St. Clair Shores, Michigan
Diagnosed with osteoarthritis at age 39
"Osteoarthritis runs in my family—my sister, grandmother and aunts have it—yet I never thought it could be the reason my knees hurt, especially since I wasn't even 40 yet. Even after a rheumatologist diagnosed me, I was in denial and hesitant about taking lots of strong medications. But often I was in so much pain that I couldn't even help out in my 10-year-old daughter's classroom. Finally I agreed to let my doctor inject lubricating fluid into my knees. I have this done every six months, and it no longer hurts to climb up and down stairs or to stand for long periods of time or to play hopscotch with my daughter."

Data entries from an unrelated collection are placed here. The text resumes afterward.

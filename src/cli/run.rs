use std::sync::Arc;

use anyhow::{Context, bail};
use clap::Args;
use tokio::io::{self, BufReader};
use tokio::signal;
use tokio_util::sync::CancellationToken;
use tracing::{error, info};

use super::CliContext;
use rackctl::app::App;
use rackctl::config::ControlConfig;
use rackctl::engine::InMemoryEngine;
use rackctl::logger::init_tracing;

#[derive(Args, Debug)]
pub struct RunArgs {
    /// Optional log level override (e.g. error, warn, info, debug, trace)
    #[arg(long, default_value = "info")]
    pub log_level: String,

    /// OpenTelemetry HTTP endpoint (e.g. http://localhost:4318)
    #[arg(long)]
    pub otel_endpoint: Option<String>,
}

impl RunArgs {
    pub fn default_runtime() -> Self {
        Self {
            log_level: "info".to_string(),
            otel_endpoint: None,
        }
    }
}

pub async fn execute(args: RunArgs, context: &CliContext) -> anyhow::Result<()> {
    let root = context.root.clone();
    if !root.exists() {
        bail!(
            "Root directory `{}` does not exist. Please run `rackctl init` first.",
            root.display()
        );
    }

    let telemetry = init_tracing(
        &root.join("logs"),
        "rackctl.log",
        "rackctl-requests.json",
        &args.log_level,
        args.otel_endpoint,
    )
    .context("could not create logger")?;

    let config = ControlConfig::from_manager(&context.config_manager, &root)
        .await
        .context("invalid configuration")?;
    info!("rackctl starting with {config:?}");

    let mut app = App::new(config);
    let router = match app.bootstrap(Arc::new(InMemoryEngine::with_demo_rack())).await {
        Ok(router) => router,
        Err(err) => {
            error!("Failed to bootstrap rackctl: {err:#}");
            telemetry.shutdown();
            return Err(err);
        }
    };

    let shutdown = CancellationToken::new();
    let on_signal = shutdown.clone();
    tokio::spawn(async move {
        if signal::ctrl_c().await.is_ok() {
            info!("Ctrl-C received");
            on_signal.cancel();
        }
    });

    eprintln!("rackctl running; send one JSON request per line, Ctrl-C or EOF to exit");
    let served = router
        .serve(BufReader::new(io::stdin()), io::stdout(), shutdown)
        .await;

    info!("rackctl shutting down");
    app.shutdown().await;
    telemetry.shutdown();

    let handled = served?;
    info!("Handled {handled} request(s)");
    Ok(())
}
//! Local mirror of the plugins the engine reports.
//!
//! Requests are validated against this catalog so unknown ids are rejected
//! without touching the engine. The catalog is refreshed through the batch
//! bridge at startup and after every project load.

use std::collections::BTreeMap;

use serde::{Deserialize, Serialize};
use tracing::{info, warn};

use crate::bridge::{BatchBridge, BlockingBridge};
use crate::engine::{AudioPeaks, ParameterId, PluginId, PluginInfo, RuntimeState, SharedEngine};
use crate::error::{ControlError, ControlResult};
use crate::owner::{StateOwner, engine_op, found};

/// Engine volume goes slightly past unity gain.
pub const VOLUME_MAX: f64 = 1.27;

#[derive(Debug, Clone, PartialEq, Serialize)]
pub struct PluginEntry {
    pub info: PluginInfo,
    pub parameter_count: u32,
}

/// Catalog entry plus the live state read from the engine.
#[derive(Debug, Clone, PartialEq, Serialize)]
pub struct PluginDetails {
    #[serde(flatten)]
    pub entry: PluginEntry,
    pub runtime: RuntimeState,
    pub peaks: AudioPeaks,
}

/// Runtime changes for one plugin; absent fields are left alone.
#[derive(Debug, Clone, Copy, Default, PartialEq, Deserialize)]
pub struct PluginControl {
    #[serde(default)]
    pub active: Option<bool>,
    #[serde(default)]
    pub volume: Option<f64>,
    #[serde(default)]
    pub drywet: Option<f64>,
}

impl PluginControl {
    fn validate(&self) -> ControlResult<()> {
        if self.active.is_none() && self.volume.is_none() && self.drywet.is_none() {
            return Err(ControlError::invalid(
                "nothing to change: give active, volume or drywet",
            ));
        }
        if let Some(volume) = self.volume.filter(|v| !(0.0..=VOLUME_MAX).contains(v)) {
            return Err(ControlError::invalid(format!(
                "volume {volume} outside 0..={VOLUME_MAX}"
            )));
        }
        if let Some(drywet) = self.drywet.filter(|v| !(0.0..=1.0).contains(v)) {
            return Err(ControlError::invalid(format!(
                "drywet {drywet} outside 0..=1"
            )));
        }
        Ok(())
    }
}

#[derive(Debug, Clone)]
pub struct PluginCatalog {
    engine: SharedEngine,
    bridge: BlockingBridge,
    batch: BatchBridge,
    entries: StateOwner<BTreeMap<PluginId, PluginEntry>>,
}

impl PluginCatalog {
    pub fn new(engine: SharedEngine, bridge: BlockingBridge, batch: BatchBridge) -> Self {
        Self {
            engine,
            bridge,
            batch,
            entries: StateOwner::spawn("plugin-catalog", BTreeMap::new()),
        }
    }

    /// Re-read the plugin list from the engine. Plugins whose info cannot be
    /// read are left out and reported as warnings.
    pub async fn refresh(&self) -> ControlResult<Vec<String>> {
        let ids = self
            .bridge
            .run(engine_op("list plugins", &self.engine, |e| e.plugin_ids()))
            .await?;

        let ops = ids
            .iter()
            .map(|&id| {
                engine_op(format!("describe plugin {id}"), &self.engine, move |e| {
                    let info = e.get_plugin_info(id)?;
                    let count = e.get_parameter_count(id)?;
                    Ok(info.map(|info| PluginEntry {
                        info,
                        parameter_count: count,
                    }))
                })
            })
            .collect();
        let outcome = self.batch.run_batch("fetch plugin metadata", ops).await;

        let mut warnings = outcome.warnings;
        let mut fresh = BTreeMap::new();
        for (id, slot) in ids.into_iter().zip(outcome.results) {
            match slot {
                Some(Some(entry)) => {
                    fresh.insert(id, entry);
                }
                Some(None) => warnings.push(format!("plugin {id} disappeared during refresh")),
                None => {}
            }
        }
        let count = fresh.len();
        self.entries.call(move |entries| *entries = fresh).await?;
        info!("Plugin catalog refreshed: {count} plugin(s)");
        for w in &warnings {
            warn!("{w}");
        }
        Ok(warnings)
    }

    pub async fn list(&self) -> ControlResult<Vec<PluginEntry>> {
        self.entries.call(|e| e.values().cloned().collect()).await
    }

    pub async fn require_plugin(&self, plugin: PluginId) -> ControlResult<PluginEntry> {
        let entry = self.entries.call(move |e| e.get(&plugin).cloned()).await?;
        found(entry, "plugin", plugin)
    }

    pub async fn require_parameter(
        &self,
        plugin: PluginId,
        parameter: ParameterId,
    ) -> ControlResult<PluginEntry> {
        let entry = self.require_plugin(plugin).await?;
        if parameter >= entry.parameter_count {
            return found(None, "parameter", format!("{plugin}:{parameter}"));
        }
        Ok(entry)
    }

    pub async fn plugin_info(&self, plugin: PluginId) -> ControlResult<PluginDetails> {
        let entry = self.require_plugin(plugin).await?;
        let (runtime, peaks) = self
            .bridge
            .run(engine_op(format!("read plugin {plugin} state"), &self.engine, move |e| {
                Ok((e.get_runtime_state(plugin)?, e.get_audio_peaks(plugin)?))
            }))
            .await?;
        Ok(PluginDetails {
            entry,
            runtime,
            peaks,
        })
    }

    /// Apply activate/bypass, volume and dry/wet changes, returning the
    /// state the engine reports afterwards.
    pub async fn control(
        &self,
        plugin: PluginId,
        control: PluginControl,
    ) -> ControlResult<RuntimeState> {
        self.require_plugin(plugin).await?;
        control.validate()?;
        let state = self
            .bridge
            .run(engine_op(format!("control plugin {plugin}"), &self.engine, move |e| {
                if let Some(active) = control.active {
                    e.set_active(plugin, active)?;
                }
                if let Some(volume) = control.volume {
                    e.set_volume(plugin, volume)?;
                }
                if let Some(drywet) = control.drywet {
                    e.set_drywet(plugin, drywet)?;
                }
                e.get_runtime_state(plugin)
            }))
            .await?;
        info!(
            "Plugin {plugin} now active={} volume={} drywet={}",
            state.active, state.volume, state.drywet
        );
        Ok(state)
    }
}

Diagnosed with juvenile rheumatoid arthritis at age 8
"When I was a child my parents noticed I'd limp after playing all day. I saw many different doctors, but arthritis was never mentioned. That's not surprising: While 50,000 children in the U.S. today know they have juvenile rheumatoid arthritis, many kids go undiagnosed—and the disorder was even less recognized 30 years ago. I finally learned that I had arthritis at age 8, and even then I wasn't given the best guidance about what I should do to protect my joints. For instance, I was told to rest and now we know it's best to stay active. When I park in a handicap spot and my kids, who are 14 and 9, hop out people sometimes give us strange looks. They don't know that I had my hip replaced at age 33 or that I get steroids injected into my shoulder so I can keep moving."